Error when using non-localhost as redirect URI.

[glr0221]

Note: This repo is only for questions related to its samples. If you have questions about how to use office.js or the Office developer platform, please post your question on https://stackoverflow.com. Tag your question with office-js or outlook-web-addins

Question

Ask your question here.

I have tried the sample code with localhost and it works really well. However when I replaced it with my own doman brk-multihub://mydomain.com, it starts failing and shows the following message :

_Unable to acquire access token: ServerError: invalidclient: AADSTS700046: Invalid Reply Address. Reply Address must have scheme brk-9199bf20-a13f-4107-85dc-02114787ef48:// and be of Single Page Application type. Trace ID: bfab6bec-f53e-4574-b2fc-f7f8b3e16900 Correlation ID: 018f7b70-d53f-7933-a077-77abb9efca3e Timestamp: 2024-05-15 08:49:03Z

This is totally new to me and I have no idea where to begin debugging this issue. I believe this has something to do with the Single-Page application redirect uris. Can you please help me find a way to get NAA-SSO work for my outlook addin?

Thank you.

[AlexJerabek]

Hi @glr0221,

Thanks for reaching out. @davidchesnut, could you please investigate?

[glr0221]

@AlexJerabek @davidchesnut

It works now. I found out that this only works on Outlook Clients Beta build. The error I reported is because I used OWA / Browser to test my NAA-SSO-enabled addin. Is my assumption correct that this only works for Outlook Clients Beta build as the feature is still in preview? I had errors in both mobile and web.

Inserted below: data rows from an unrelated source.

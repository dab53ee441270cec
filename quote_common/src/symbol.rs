//! Ticker symbol tracked by the watcher.
//!
//! A symbol is free-form user text. The only rule is that it must not be
//! empty once surrounding whitespace is removed; no case folding is applied.
use std::fmt;
use std::str::FromStr;

use serde::{Deserialize, Serialize};

use crate::error::QuoteError;

/// A non-blank ticker identifier such as `AAPL` or `BINANCE:BTCUSDT`.
#[derive(Debug, Clone, PartialEq, Eq, Hash, Serialize, Deserialize)]
#[serde(try_from = "String", into = "String")]
pub struct Symbol(String);

impl Symbol {
    /// Parses user input, returning `None` for empty or blank text.
    pub fn parse(raw: &str) -> Option<Self> {
        let trimmed = raw.trim();
        if trimmed.is_empty() {
            None
        } else {
            Some(Symbol(trimmed.to_string()))
        }
    }

    /// Borrow the symbol text.
    pub fn as_str(&self) -> &str {
        &self.0
    }
}

impl FromStr for Symbol {
    type Err = QuoteError;

    fn from_str(s: &str) -> Result<Self, Self::Err> {
        Symbol::parse(s).ok_or_else(|| QuoteError::InvalidSymbol(s.to_string()))
    }
}

impl TryFrom<String> for Symbol {
    type Error = QuoteError;

    fn try_from(value: String) -> Result<Self, Self::Error> {
        value.parse()
    }
}

impl From<Symbol> for String {
    fn from(symbol: Symbol) -> Self {
        symbol.0
    }
}

impl AsRef<str> for Symbol {
    fn as_ref(&self) -> &str {
        &self.0
    }
}

impl fmt::Display for Symbol {
    fn fmt(&self, f: &mut fmt::Formatter<'_>) -> fmt::Result {
        f.write_str(&self.0)
    }
}

#[cfg(test)]
mod tests {
    use super::*;
    use test_case::test_case;

    #[test_case("AAPL", "AAPL" ; "plain")]
    #[test_case("  msft \n", "msft" ; "trimmed and case preserved")]
    #[test_case("BINANCE:BTCUSDT", "BINANCE:BTCUSDT" ; "exchange prefixed")]
    fn parses_non_blank_input(raw: &str, expected: &str) {
        let symbol = Symbol::parse(raw).expect("symbol");
        assert_eq!(symbol.as_str(), expected);
    }

    #[test_case("" ; "empty")]
    #[test_case("   " ; "spaces")]
    #[test_case("\t\n" ; "control whitespace")]
    fn rejects_blank_input(raw: &str) {
        assert!(Symbol::parse(raw).is_none());
        assert!(matches!(raw.parse::<Symbol>(), Err(QuoteError::InvalidSymbol(_))));
    }

    #[test]
    fn deserializing_blank_symbol_fails() {
        assert!(serde_json::from_str::<Symbol>("\"  \"").is_err());
        let symbol: Symbol = serde_json::from_str("\"TSLA\"").unwrap();
        assert_eq!(symbol.to_string(), "TSLA");
    }
}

We can close this ticket for now.

[davidchesnut]

Hi @glr0221, glad to hear this is working now! You can get it to work in the browser, but you have to add a second redirect. See step 7 in the Outlook NAA sample. Also you need a login hint when in the browser which is what this call to getAuthContext helps with. This is because the NAA broker architecture isn't required in the browser scenario. Excel, Word, and PowerPoint do not yet work with this configuration to work in the browser, but we plan to add that soon. And you are correct there is no support for mobile at this time.

[glr0221]

@davidchesnut

I have tried this again with the browser. I added a 2nd redirect and also see that getAuthContext run successfully. Unfortunately, when the popup shows it is blank and the following error is shown in my logs :

_Unable to acquire token interactively: ServerError: invalidclient: AADSTS700046: Invalid Reply Address. Reply Address must have scheme brk-9199bf20-a13f-4107-85dc-02114787ef48:// and be of Single Page Application type. Trace ID: 4a184908-2168-40dc-9be3-e4a69fb8b000 Correlation ID: 018f847a-99c4-70a3-9bde-fc378fa07c3b Timestamp: 2024-05-17 02:56:20Z

Do you have any idea how I can resolve this? Please note that this same code works perfectly fine in BETA channel of outlook.

[glr0221]

For today, I retested again and somehow managed to make the NAA-SSO work on the browser (incognito-chrome). Although silent token acquisition is successful, I get the following error/message in my console :

_InteractionRequiredAuthError: loginrequired: AADSTS50058: A silent sign-in request was sent but no user is signed in. The cookies used to represent the user's session were not sent in the request to Azure AD. This can happen if the user is using Internet Explorer or Edge, and the web app sending the silent sign-in request is in different IE security zone than the Azure AD endpoint (login.microsoftonline.com). Trace ID: f1d125a9-c385-4793-b5cf-f413caa01d00 Correlation ID: 018f991f-fffb-74ab-8ca9-cadc4d15392d Timestamp: 2024-05-21 03:09:22Z

The token was received successfully and was usable for GRAPH transactions.

[davidchesnut]

Hi @glr0221,

If 3P cookies are blocked then authentication won't work and you'll need to look into workarounds. This blog post has additional details: Using device state for an improved SSO experience on browsers with blocked third-party cookies.

But sounds like it is working now?

[glr0221]

@davidchesnut

Sorry for the late response. Everything is working now. Thank you.

PS : I will have to study the link you sent my way.

Thanks again.

[glr0221]

Thanks again.